[[ DATASET ENTRIES, beginning ]]

// ── Tests ──────────────────────────────────────────────────────────

#[cfg(test)]
mod tests {
    use super::*;
    use std::collections::HashSet;

    #[test]
    fn test_marker_mapping_is_bijective() {
        let mut seen = HashSet::new();
        let mut count = 0;
        for byte in 0u8..=255 {
            if let Some(ty) = FieldType::from_marker(byte) {
                assert_eq!(ty.marker(), byte, "marker {:#04x} does not roundtrip", byte);
                assert!(seen.insert(ty), "marker {:#04x} maps to duplicate type", byte);
                count += 1;
            }
        }
        // 15 leaf types + 12 container kinds x 4 variants.
        assert_eq!(count, 15 + 48);
    }

    #[test]
    fn test_structural_markers_are_not_field_types() {
        assert_eq!(FieldType::from_marker(MARKER_EMPTY), None);
        assert_eq!(FieldType::from_marker(MARKER_ARRAY_END), None);
        assert_eq!(FieldType::from_marker(MARKER_OBJECT_END), None);
        assert_eq!(FieldType::from_marker(0x50), None);
        assert_eq!(FieldType::from_marker(0xFF), None);
    }

    #[test]
    fn test_container_block_classification() {
        for byte in CONTAINER_BLOCK_START..CONTAINER_BLOCK_END {
            let ty = FieldType::from_marker(byte).unwrap();
            assert!(ty.is_traversable());
            assert!(ty.abstract_class().is_some());
        }
    }

    #[test]
    fn test_base_variant_is_unsorted_multi() {
        for byte in CONTAINER_BLOCK_START..CONTAINER_BLOCK_END {
            let ty = FieldType::from_marker(byte).unwrap();
            let class = ty.abstract_class().unwrap();
            let is_block_base = (byte - CONTAINER_BLOCK_START) % 4 == 0;
            assert_eq!(class.is_base(), is_block_base, "marker {:#04x}", byte);
        }
    }

    #[test]
    fn test_classifiers() {
        assert!(FieldType::True.is_boolean());
        assert!(FieldType::Column(ColumnType::Boolean, ListDerivation::SortedSet).is_boolean());
        assert!(!FieldType::NumU8.is_boolean());

        assert!(FieldType::NumU32.is_unsigned());
        assert!(FieldType::NumI32.is_signed());
        assert!(FieldType::NumFloat.is_floating());
        assert!(FieldType::NumFloat.is_number());
        assert!(!FieldType::String.is_number());

        assert!(FieldType::Binary.is_binary());
        assert!(FieldType::BinaryCustom.is_binary());

        let col = FieldType::Column(ColumnType::U16, ListDerivation::UnsortedMultiset);
        assert!(col.is_column_of(ColumnType::U16));
        assert!(!col.is_column_of(ColumnType::U32));
        assert!(col.is_list_or_subtype());
        assert!(col.is_traversable());

        assert!(FieldType::Array(ListDerivation::SortedSet).is_list_or_subtype());
        assert!(FieldType::Object(MapDerivation::SortedMap).is_traversable());
        assert!(!FieldType::Null.is_traversable());
    }

    #[test]
    fn test_derive_list_total_over_list_classes() {
        let classes = [
            AbstractClass::UnsortedMultiset,
            AbstractClass::SortedMultiset,
            AbstractClass::UnsortedSet,
            AbstractClass::SortedSet,
        ];
        for class in classes {
            let arr = derive_list(ListContainer::Array, class).unwrap();
            assert!(arr.is_array_or_subtype());
            assert_eq!(arr.abstract_class(), Some(class));

            for ty in ColumnType::ALL {
                let col = derive_list(ListContainer::Column(ty), class).unwrap();
                assert!(col.is_column_of(ty));
                assert_eq!(col.abstract_class(), Some(class));
            }
        }
    }

    #[test]
    fn test_derive_list_rejects_map_classes() {
        let err = derive_list(ListContainer::Array, AbstractClass::SortedMap).unwrap_err();
        assert!(err.to_string().contains("does not encode a list type"));
    }

    #[test]
    fn test_derive_map_total_over_map_classes() {
        let classes = [
            AbstractClass::UnsortedMultimap,
            AbstractClass::SortedMultimap,
            AbstractClass::UnsortedMap,
            AbstractClass::SortedMap,
        ];
        for class in classes {
            let obj = derive_map(class).unwrap();
            assert!(obj.is_object_or_subtype());
            assert_eq!(obj.abstract_class(), Some(class));
        }
    }

    #[test]
    fn test_derive_map_rejects_list_classes() {
        assert!(derive_map(AbstractClass::SortedSet).is_err());
    }

    #[test]
    fn test_value_sizes() {
        assert_eq!(ColumnType::U8.value_size(), 1);
        assert_eq!(ColumnType::U16.value_size(), 2);
        assert_eq!(ColumnType::U32.value_size(), 4);
        assert_eq!(ColumnType::U64.value_size(), 8);
        assert_eq!(ColumnType::I8.value_size(), 1);
        assert_eq!(ColumnType::I16.value_size(), 2);
        assert_eq!(ColumnType::I32.value_size(), 4);
        assert_eq!(ColumnType::I64.value_size(), 8);
        assert_eq!(ColumnType::Float.value_size(), 4);
        assert_eq!(ColumnType::Boolean.value_size(), 1);
    }

    #[test]
    fn test_abstract_class_predicates() {
        assert!(AbstractClass::UnsortedMultiset.is_base());
        assert!(AbstractClass::UnsortedMultimap.is_base());
        assert!(AbstractClass::SortedSet.is_derived());

        assert!(AbstractClass::SortedMultiset.is_sorted());
        assert!(!AbstractClass::UnsortedSet.is_sorted());

        assert!(AbstractClass::SortedMap.is_distinct());
        assert!(!AbstractClass::SortedMultimap.is_distinct());

        assert!(AbstractClass::UnsortedMultiset.is_multiset());
        assert!(AbstractClass::SortedMultimap.is_map_class());
    }
}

[[ DATASET ENTRIES, end ]]

__WORK INSTRUCTIONS__
The output must consist solely of the lines from the first line of the records through the line containing "x 4 variants.", reproduced exactly.

__SOLUTION TO THIS EXERCISE__
// ── Tests ──────────────────────────────────────────────────────────

#[cfg(test)]
mod tests {
    use super::*;
    use std::collections::HashSet;

    #[test]
    fn test_marker_mapping_is_bijective() {
        let mut seen = HashSet::new();
        let mut count = 0;
        for byte in 0u8..=255 {
            if let Some(ty) = FieldType::from_marker(byte) {
                assert_eq!(ty.marker(), byte, "marker {:#04x} does not roundtrip", byte);
                assert!(seen.insert(ty), "marker {:#04x} maps to duplicate type", byte);
                count += 1;
            }
        }
        // 15 leaf types + 12 container kinds x 4 variants.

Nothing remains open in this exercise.